Em 2014, o suicídio de um homem de 28 anos foi classificado pelo governo como um incidente relacionado ao trabalho. Ele trabalhou como animador em tempo integral para A-1 Pictures (Sword Art Online, Your Lie in April) e estava na empresa há três anos. Uma investigação revelou que ele estava trabalhando por mais de 600 horas durante o mês que antecedeu sua morte. Em resposta a essa revelação, a A-1 Pictures fez uma declaração oficial dizendo: “Se esta decisão for verdadeira, é inesperada e não podemos comentar porque o motivo do julgamento não é claro”. A família do homem recebeu benefícios de compensação dos trabalhadores, e foi isso.
A renda mensal de um animador freelancer é de 200 ienes (US$ 2,00) por desenho. Mas por causa da complexidade dos designs de anime, um único desenho pode levar até uma hora para ser concluído, levando a maioria dos animadores a ganhar em média cerca de US $ 2,00 por hora. Para muitos animadores, seu salário mínimo atual não é suficiente para sustentá-los, com muitos optando por morar com suas famílias como resultado. Muitos estúdios optam por empregar freelancers para evitar aderir ao código trabalhista do país, pois isso permite que eles paguem aos animadores freelancers o menor preço possível, tudo sem desfrutar de nenhum benefício da empresa. É corte de custos, eficiente e desumano.
A situação é ainda pior para as animadoras, pois um estudo recente mostrou que elas recebem ainda menos do que seus colegas homens. Estas horas de trabalho impossíveis levaram à hospitalização de inúmeros animadores por exaustão e excesso de trabalho. Muitos animadores precisam trabalhar em outros empregos para sobreviver, levando a vários casos de esgotamento.
Por que os animes modernos são tão curtos
As séries de anime, particularmente os projetos originais de anime, parecem ficar cada vez mais curtos a cada ano que passa. No passado, o anime era conhecido por durar vários anos, com muitos passando da marca de 100 episódios. Atualmente, a maioria dos títulos são lançados em um único cour ou split cour, geralmente com duração de 11 a 13 episódios de cada vez. A maioria dos animes de longa duração que ainda existem hoje são aqueles que estão em andamento há anos – como Detetive Conan e Sazae-san — anime infantil ou anime que faça parte de uma franquia existente.
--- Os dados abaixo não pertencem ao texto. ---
//! Figure: panels stacked top to bottom over one shared independent axis

use tracing::debug;

use crate::error::{ChartError, ChartResult, PanelRejection, RenderError};
use crate::layout;
use crate::panel::{Panel, axis_title};
use crate::render::{AxisId, FigureSize, Renderer};
use crate::ticks::{self, TickResult};

#[derive(Debug, Clone, Default)]
pub struct Figure {
    panels: Vec<Panel>,
    independent_label: String,
    independent_units: String,
    log_independent_axis: bool,
    independent_ticks: Option<TickResult>,
}

impl Figure {
    pub fn new() -> Self {
        Self::default()
    }

    pub fn panels(&self) -> &[Panel] {
        &self.panels
    }

    pub fn len(&self) -> usize {
        self.panels.len()
    }

    pub fn is_empty(&self) -> bool {
        self.panels.is_empty()
    }

    /// Shared independent-axis ticks, absent while the figure has no panels
    pub fn independent_ticks(&self) -> Option<&TickResult> {
        self.independent_ticks.as_ref()
    }

    pub fn is_log(&self) -> bool {
        self.log_independent_axis
    }

    pub fn set_independent_label(&mut self, label: impl Into<String>, units: impl Into<String>) {
        self.independent_label = label.into();
        self.independent_units = units.into();
    }

    /// Independent axis title including the engineering prefix of its ticks
    pub fn independent_title(&self) -> String {
        axis_title(
            &self.independent_label,
            self.independent_ticks
                .as_ref()
                .map_or("", |t| t.unit_prefix.as_str()),
            &self.independent_units,
        )
    }

    pub fn add_panel(&mut self, panel: Panel) -> ChartResult<()> {
        check_panel(self.log_independent_axis, self.panels.len(), &panel)?;
        self.panels.push(panel);
        if let Err(err) = self.recompute() {
            self.panels.pop();
            self.recompute()?;
            return Err(err);
        }
        Ok(())
    }

    pub fn remove_panel(&mut self, index: usize) -> ChartResult<Panel> {
        if index >= self.panels.len() {
            return Err(ChartError::IndexOutOfRange {
                param: "panel",
                index,
                len: self.panels.len(),
            });
        }
        let mut removed = self.panels.remove(index);
        removed.apply_independent_scale(1.0);
        self.recompute()?;
        Ok(removed)
    }

    /// Mutate one panel in place; the panel is restored if the change fails
    /// or leaves it unacceptable for this figure.
    pub fn update_panel<F>(&mut self, index: usize, update: F) -> ChartResult<()>
    where
        F: FnOnce(&mut Panel) -> ChartResult<()>,
    {
        let snapshot = self
            .panels
            .get(index)
            .cloned()
            .ok_or(ChartError::IndexOutOfRange {
                param: "panel",
                index,
                len: self.panels.len(),
            })?;

        if let Err(err) = self.apply_update(index, update) {
            self.panels[index] = snapshot;
            self.recompute()?;
            return Err(err);
        }
        Ok(())
    }

    fn apply_update<F>(&mut self, index: usize, update: F) -> ChartResult<()>
    where
        F: FnOnce(&mut Panel) -> ChartResult<()>,
    {
        update(&mut self.panels[index])?;
        check_panel(self.log_independent_axis, index, &self.panels[index])?;
        self.recompute()
    }

    /// Switch the shared independent axis between linear and logarithmic
    pub fn set_log_independent_axis(&mut self, log: bool) -> ChartResult<()> {
        if log {
            for (index, panel) in self.panels.iter().enumerate() {
                check_panel(true, index, panel)?;
            }
        }
        let previous = std::mem::replace(&mut self.log_independent_axis, log);
        if let Err(err) = self.recompute() {
            self.log_independent_axis = previous;
            self.recompute()?;
            return Err(err);
        }
        Ok(())
    }

    fn recompute(&mut self) -> ChartResult<()> {
        let values: Vec<f64> = self
            .panels
            .iter()
            .flat_map(|panel| panel.independent_values())
            .collect();

        let ticks = if values.is_empty() {
            None
        } else {
            Some(ticks::compute_auto(&values, true, self.log_independent_axis)?)
        };
        let divisor = ticks.as_ref().map_or(1.0, |t| t.scale);
        for panel in &mut self.panels {
            panel.apply_independent_scale(divisor);
        }

        debug!(
            panels = self.panels.len(),
            values = values.len(),
            ticks = ticks.as_ref().map(TickResult::len),
            divisor,
            "figure recomputed"
        );
        self.independent_ticks = ticks;
        Ok(())
    }

    /// Size the figure from measured text, then draw it
    pub fn draw(&self, renderer: &mut dyn Renderer) -> Result<(), RenderError> {
        let size = layout::figure_size(self, renderer, layout::FONT_SIZE);
        self.draw_sized(renderer, size)
    }

    /// Draw every panel top to bottom, then let the renderer finish
    pub fn draw_sized(&self, renderer: &mut dyn Renderer, size: FigureSize) -> Result<(), RenderError> {
        renderer.begin_figure(size, self.panels.len());
        let title = self.independent_title();
        for (index, panel) in self.panels.iter().enumerate() {
            renderer.begin_panel(index);
            if let Some(ticks) = &self.independent_ticks {
                renderer.set_axis_label(AxisId::Independent, &title);
                renderer.set_axis_ticks(AxisId::Independent, &ticks.locations, &ticks.labels);
                renderer.set_axis_limits(AxisId::Independent, ticks.axis_min, ticks.axis_max);
                renderer.set_axis_log(AxisId::Independent, ticks.log);
            }
            panel.draw(renderer);
        }
        renderer.finish()
    }
}

/// A panel is acceptable when it has a series and, on a log figure, every
/// independent value it holds is positive
fn check_panel(log: bool, index: usize, panel: &Panel) -> ChartResult<()> {
    if panel.is_empty() {
        return Err(ChartError::InvalidPanel {
            index,
            reason: PanelRejection::NoSeries,
        });
    }
    if log {
        for (series, s) in panel.series().iter().enumerate() {
            if let Some(&value) = s.independent_values().iter().find(|v| **v <= 0.0) {
                return Err(ChartError::InvalidPanel {
                    index,
                    reason: PanelRejection::NonPositive { series, value },
                });
            }
        }
    }
    Ok(())
}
Isso se deve principalmente ao quão mais detalhado o estilo de arte do anime se tornou. As séries mais antigas costumavam apresentar designs de personagens mais simples, não muito diferentes daqueles vistos em desenhos animados ocidentais. Um design humano padrão consistiria em cabeças circulares, pontos para os olhos e roupas simples. Os animes de hoje apresentam designs mais complexos, paisagens detalhadas e comida de dar água na boca. As técnicas de animação no passado também eram mais simples e, como a maior parte do público-alvo da época eram crianças, os animadores não sentiam nenhuma necessidade ou pressão de apresentar cenas excessivamente complicadas.
Agora, até mesmo os animes infantis modernos apresentam momentos de animação suave e complicada, e se tornou uma expectativa para o público ver um colírio para os olhos na tela. Deixar de atender às expectativas dos fãs muitas vezes pode afetar as vendas do programa, mesmo que a história seja boa. Grande parte da receita de um anime geralmente vem das vendas de mercadorias, portanto, se um programa não decolar, suas mercadorias também não. E se uma série não ganhar muito dinheiro durante sua primeira temporada, então as chances de ela ser escolhida para uma segunda temporada – ou mesmo uma segunda temporada – são quase nulas.
É provável que o trem de produção de animação não diminua no futuro, com cada nova temporada aparentemente trazendo mais e mais novos títulos. Os próprios animadores não prevêem nenhuma mudança positiva em suas situações de trabalho, com muitos até mesmo desaconselhando seguir uma carreira na indústria agora. Mas porque muitos deles têm tanta paixão e amor pelo anime, eles continuam desenhando.